WHAT THE TASK ASKS
Tally every line of the records below that includes "collect", and reply with the total alone.

(Beginning of RECORD EXTRACTS)

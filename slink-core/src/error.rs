//! Error types for slink
//!
//! This module provides the error handling surface for the whole stack. It
//! defines two types:
//!
//! - **Error**: the application-level error enum (uses thiserror)
//! - **ErrorPayload**: the plain `{code, message}` value that crosses the
//!   worker boundary
//!
//! # Error Hierarchy
//!
//! The `Error` enum covers every failure surfaced by the transport, session,
//! correlator, and facade layers, from socket problems to decode mismatches.
//! Each variant maps to a stable code string via [`Error::code`], and the
//! pair of `From` conversions between `Error` and [`ErrorPayload`] carries
//! errors across the worker boundary without losing the variant.
//!
//! # Propagation Policy
//!
//! Recoverable conditions (session mismatches, malformed frames, late
//! notifications) are logged and absorbed inside the worker; all other
//! errors surface to the caller through its pending future or its
//! subscription error sink. The session layer never throws outward; its
//! lifecycle feedback is status changes only.
//!
//! # Examples
//!
//! ```rust
//! use slink_core::Error;
//!
//! let err = Error::ServerError {
//!     code: "NO_SUCH_FLOW".into(),
//!     message: "unknown flow".into(),
//! };
//! // Server codes are echoed verbatim.
//! assert_eq!(err.code(), "NO_SUCH_FLOW");
//! ```

use serde::{Deserialize, Serialize};
use thiserror::Error;

/// Result type for slink operations
///
/// This is a convenience type alias that uses the slink [`Error`] type.
/// Used throughout the slink crates for consistent error handling.
pub type Result<T> = std::result::Result<T, Error>;

/// All error conditions surfaced by slink
///
/// # Error Categories
///
/// - **Caller errors**: `NotConnected` (issued at the wrong time)
/// - **Request outcomes**: `Timeout`, `DecodeFailure`, `ServerError`
/// - **Lifecycle**: `ConnectionClosed`, `WorkerLost`
/// - **Internal/ambient**: `SessionMismatch`, `Transport`, `Serialization`,
///   `Internal`
///
/// # Usage with thiserror
///
/// This enum uses the `thiserror` crate to implement `std::error::Error`
/// and provide readable messages.
///
/// # Conversion Across the Worker Boundary
///
/// Errors cross the host/worker channel as [`ErrorPayload`] values; the
/// `From` conversions in both directions keep the variant and, for
/// timeouts, the structured fields.
#[derive(Debug, Clone, Error)]
pub enum Error {
    /// A request was issued while the session is not connected
    ///
    /// There is no send queue below the facade: callers observing connection
    /// churn must retry at their own layer.
    #[error("not connected")]
    NotConnected,

    /// A request exceeded its timeout without a matching reply
    ///
    /// The pending entry is removed when the timeout fires, so a reply that
    /// arrives later is dropped with a warning instead of resolving anything.
    #[error("request {command} timed out after {timeout_ms} ms")]
    Timeout {
        /// Name of the command that timed out
        command: String,
        /// The timeout that elapsed, in milliseconds
        timeout_ms: u64,
    },

    /// A reply arrived but could not be decoded into the expected shape
    ///
    /// For replies this rejects the pending future; for notifications the
    /// frame is logged and dropped instead.
    #[error("decode failure: {0}")]
    DecodeFailure(String),

    /// The server answered with a non-success status code
    ///
    /// The original code is echoed verbatim; slink never interprets it.
    #[error("server error {code}: {message}")]
    ServerError {
        /// Server-defined error code, passed through unchanged
        code: String,
        /// Human-readable detail from the reply status
        message: String,
    },

    /// A pending request was aborted because the session dropped
    ///
    /// Fired for every outstanding request when the session leaves the
    /// connected state, and for everything pending on dispose.
    #[error("connection closed")]
    ConnectionClosed,

    /// A session-scoped message arrived for a different session
    ///
    /// Internal only; such frames are dropped with a warning and never
    /// surface through a future.
    #[error("session id mismatch")]
    SessionMismatch,

    /// The background worker terminated unexpectedly
    ///
    /// Facade-level only: pending requests reject with this and every
    /// subscription is closed through its error sink.
    #[error("worker lost")]
    WorkerLost,

    /// Transport-level failure (connect, send, socket teardown)
    ///
    /// Advisory in most paths; the authoritative lifecycle signal is the
    /// transport close event.
    #[error("transport error: {0}")]
    Transport(String),

    /// Serialization or deserialization failure outside the reply path
    #[error("serialization error: {0}")]
    Serialization(String),

    /// Unexpected internal condition
    ///
    /// Used sparingly, e.g. for requests naming an unregistered command.
    #[error("internal error: {0}")]
    Internal(String),
}

impl Error {
    /// Stable code string surfaced to consumers as part of `{code, message}`
    ///
    /// Every variant maps to a fixed code except `ServerError`, which echoes
    /// the server's own code.
    ///
    /// # Examples
    ///
    /// ```rust
    /// use slink_core::Error;
    ///
    /// assert_eq!(Error::NotConnected.code(), "NOT_CONNECTED");
    /// assert_eq!(Error::ConnectionClosed.code(), "CONNECTION_CLOSED");
    ///
    /// let server = Error::ServerError {
    ///     code: "QUOTA_EXCEEDED".into(),
    ///     message: "too many flows".into(),
    /// };
    /// assert_eq!(server.code(), "QUOTA_EXCEEDED");
    /// ```
    pub fn code(&self) -> &str {
        match self {
            Error::NotConnected => "NOT_CONNECTED",
            Error::Timeout { .. } => "TIMEOUT",
            Error::DecodeFailure(_) => "DECODE_FAILURE",
            Error::ServerError { code, .. } => code,
            Error::ConnectionClosed => "CONNECTION_CLOSED",
            Error::SessionMismatch => "SESSION_MISMATCH",
            Error::WorkerLost => "WORKER_LOST",
            Error::Transport(_) => "TRANSPORT",
            Error::Serialization(_) => "SERIALIZATION",
            Error::Internal(_) => "INTERNAL",
        }
    }
}

/// Wire shape of an error crossing the worker boundary
///
/// Always a `{code, message}` pair; timeouts additionally carry their
/// structured fields so the host can rebuild the exact error.
///
/// # Why Not Send `Error` Directly?
///
/// The command/event protocol carries only plain structural values. The
/// payload is that value: serializable, self-describing, and stable even if
/// the `Error` enum grows variants the other side does not know.
///
/// # Examples
///
/// ```rust
/// use slink_core::{Error, ErrorPayload};
///
/// let payload = ErrorPayload::from(&Error::ConnectionClosed);
/// assert_eq!(payload.code, "CONNECTION_CLOSED");
///
/// // The host side rebuilds the typed error from the payload.
/// assert!(matches!(Error::from(payload), Error::ConnectionClosed));
/// ```
#[derive(Debug, Clone, PartialEq, Eq, Serialize, Deserialize)]
pub struct ErrorPayload {
    /// Stable code string, as produced by [`Error::code`]
    pub code: String,
    /// Human-readable detail; for message-carrying variants this is the
    /// inner detail, not the rendered `Display` text
    pub message: String,
    /// Command name, present only for timeouts
    #[serde(default, skip_serializing_if = "Option::is_none")]
    pub command: Option<String>,
    /// Elapsed timeout in milliseconds, present only for timeouts
    #[serde(default, skip_serializing_if = "Option::is_none")]
    pub timeout_ms: Option<u64>,
}

impl From<&Error> for ErrorPayload {
    /// Flatten a typed error into its boundary representation
    ///
    /// Message variants carry their inner detail, not the rendered Display
    /// text, so reconstruction does not stack prefixes.
    fn from(err: &Error) -> Self {
        let message = match err {
            Error::DecodeFailure(m)
            | Error::Transport(m)
            | Error::Serialization(m)
            | Error::Internal(m) => m.clone(),
            Error::ServerError { message, .. } => message.clone(),
            other => other.to_string(),
        };
        let (command, timeout_ms) = match err {
            Error::Timeout {
                command,
                timeout_ms,
            } => (Some(command.clone()), Some(*timeout_ms)),
            _ => (None, None),
        };
        Self {
            code: err.code().to_string(),
            message,
            command,
            timeout_ms,
        }
    }
}

impl From<ErrorPayload> for Error {
    /// Reconstruct a typed error on the host side of the boundary
    ///
    /// Codes minted by `Error::code` map back to their variant; anything else
    /// is a server code and becomes `ServerError`.
    fn from(payload: ErrorPayload) -> Self {
        match payload.code.as_str() {
            "NOT_CONNECTED" => Error::NotConnected,
            "CONNECTION_CLOSED" => Error::ConnectionClosed,
            "SESSION_MISMATCH" => Error::SessionMismatch,
            "WORKER_LOST" => Error::WorkerLost,
            "DECODE_FAILURE" => Error::DecodeFailure(payload.message),
            "TIMEOUT" => Error::Timeout {
                command: payload.command.unwrap_or(payload.message),
                timeout_ms: payload.timeout_ms.unwrap_or_default(),
            },
            "TRANSPORT" => Error::Transport(payload.message),
            "SERIALIZATION" => Error::Serialization(payload.message),
            "INTERNAL" => Error::Internal(payload.message),
            code => Error::ServerError {
                code: code.to_string(),
                message: payload.message,
            },
        }
    }
}
/// Translate worker events into future completions and sink invocations
async fn pump(shared: Arc<Shared>, mut events: mpsc::Receiver<WorkerEvent>) {
    let mut previous = SessionStatus::Disconnected;

    while let Some(event) = events.recv().await {
        match event {
            WorkerEvent::Reply { request_id, result } => {
                let sender = shared.pending.lock().await.remove(&request_id);
                match sender {
                    Some(tx) => {
                        let _ = tx.send(result);
                    }
                    None => {
                        // The caller dropped its future; the result is moot.
                        tracing::debug!(request_id, "reply with no pending caller");
                    }
                }
            }
            WorkerEvent::Notification { internal_id, data } => {
                let handler = shared
                    .subscriptions
                    .lock()
                    .await
                    .get(&internal_id)
                    .map(|entry| entry.on_data.clone());
                match handler {
                    Some(handler) => handler(data).await,
                    None => {
                        tracing::debug!(internal_id, "notification after unsubscribe dropped");
                    }
                }
            }
            WorkerEvent::StateChanged {
                status, session_id, ..
            } => {
                {
                    let mut snapshot = shared.status.lock().await;
                    snapshot.status = status;
                    snapshot.session_id = session_id;
                }

                if previous == SessionStatus::Connected && status != SessionStatus::Connected {
                    close_subscriptions(&shared, Error::ConnectionClosed).await;
                }

                match status {
                    SessionStatus::Connected => {
                        let hook = shared.hooks.lock().await.on_connected.clone();
                        if let Some(hook) = hook {
                            hook().await;
                        }
                    }
                    SessionStatus::Disconnected => {
                        let hook = shared.hooks.lock().await.on_disconnected.clone();
                        if let Some(hook) = hook {
                            hook().await;
                        }
                    }
                    SessionStatus::Error => {
                        let hook = shared.hooks.lock().await.on_connection_error.clone();
                        if let Some(hook) = hook {
                            hook(Error::ConnectionClosed).await;
                        }
                    }
                    _ => {}
                }
                previous = status;
            }
        }
    }

    // The event channel closed: clean dispose or worker loss.
    let disposed = shared.disposed.load(Ordering::SeqCst);
    let error = if disposed {
        Error::ConnectionClosed
    } else {
        Error::WorkerLost
    };

    let pending: Vec<_> = {
        let mut pending = shared.pending.lock().await;
        pending.drain().collect()
    };
    for (_, tx) in pending {
        let _ = tx.send(Err(ErrorPayload::from(&error)));
    }
    close_subscriptions(&shared, error).await;

    if !disposed {
        tracing::error!("worker terminated unexpectedly");
        let hook = shared.hooks.lock().await.on_connection_error.clone();
        if let Some(hook) = hook {
            hook(Error::WorkerLost).await;
        }
    }
}

async fn close_subscriptions(shared: &Arc<Shared>, error: Error) {
    let entries: Vec<SubscriptionEntry> = {
        let mut subscriptions = shared.subscriptions.lock().await;
        subscriptions.drain().map(|(_, entry)| entry).collect()
    };
    for entry in entries {
        (entry.on_error)(error.clone()).await;
    }
}
//! Client builder
//!
//! Fluent configuration of a [`SlinkClient`] before it starts: session
//! parameters, the command and subscription registries, and optional
//! metrics. `build()` spawns the worker without connecting; `connect()` is
//! the convenience that also awaits the first connection.

use crate::client::SlinkClient;
use crate::metrics::ClientMetrics;
use crate::registry::{CommandSpec, Registry, SubscriptionSpec};
use crate::worker::spawn_worker;
use slink_core::Result;
use slink_session::{SessionConfig, Transport, WsTransport};
use std::sync::Arc;
use std::time::Duration;

/// Builder for configuring and creating a [`SlinkClient`]
pub struct ClientBuilder {
    config: SessionConfig,
    registry: Registry,
    metrics: Option<Arc<ClientMetrics>>,
}

impl ClientBuilder {
    pub fn new(url: impl Into<String>) -> Self {
        Self {
            config: SessionConfig::new(url),
            registry: Registry::new(),
            metrics: None,
        }
    }

    /// Replace the whole session configuration
    pub fn session_config(mut self, config: SessionConfig) -> Self {
        self.config = config;
        self
    }

    pub fn max_reconnect_attempts(mut self, attempts: u32) -> Self {
        self.config.max_reconnect_attempts = attempts;
        self
    }

    pub fn reconnect_interval(mut self, interval: Duration) -> Self {
        self.config = self.config.with_reconnect_interval(interval);
        self
    }

    pub fn keepalive_interval(mut self, interval: Duration) -> Self {
        self.config = self.config.with_keepalive_interval(interval);
        self
    }

    pub fn max_keepalive_failures(mut self, failures: u32) -> Self {
        self.config.max_keepalive_failures = failures;
        self
    }

    /// Register a command callable through `SlinkClient::request`
    pub fn command(mut self, spec: CommandSpec) -> Self {
        self.registry.register_command(spec);
        self
    }

    /// Register a subscription kind callable through `SlinkClient::subscribe`
    pub fn subscription(mut self, spec: SubscriptionSpec) -> Self {
        self.registry.register_subscription(spec);
        self
    }

    /// Enable OpenTelemetry client metrics under the given service name
    pub fn with_metrics(mut self, service_name: impl Into<String>) -> Self {
        self.metrics = Some(Arc::new(ClientMetrics::new(service_name.into())));
        self
    }

    /// Spawn the worker without connecting
    pub fn build(self) -> SlinkClient {
        self.build_with_transport(WsTransport::new())
    }

    /// Spawn the worker over a caller-supplied transport
    ///
    /// The seam used by tests to substitute a scripted transport.
    pub fn build_with_transport<T: Transport>(self, transport: T) -> SlinkClient {
        let (commands, events, worker) =
            spawn_worker(transport, Arc::new(self.registry), self.metrics);
        SlinkClient::from_parts(commands, events, worker, self.config)
    }

    /// Build and connect in one step
    pub async fn connect(self) -> Result<SlinkClient> {
        let client = self.build();
        client.connect().await?;
        Ok(client)
    }
}
pub mod aggregate;
pub mod cypher;
pub mod filter;
pub mod paginate;
pub mod query;

pub use aggregate::*;
pub use cypher::*;
pub use filter::*;
pub use paginate::*;
pub use query::*;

(End of RECORD EXTRACTS)

RESULT
2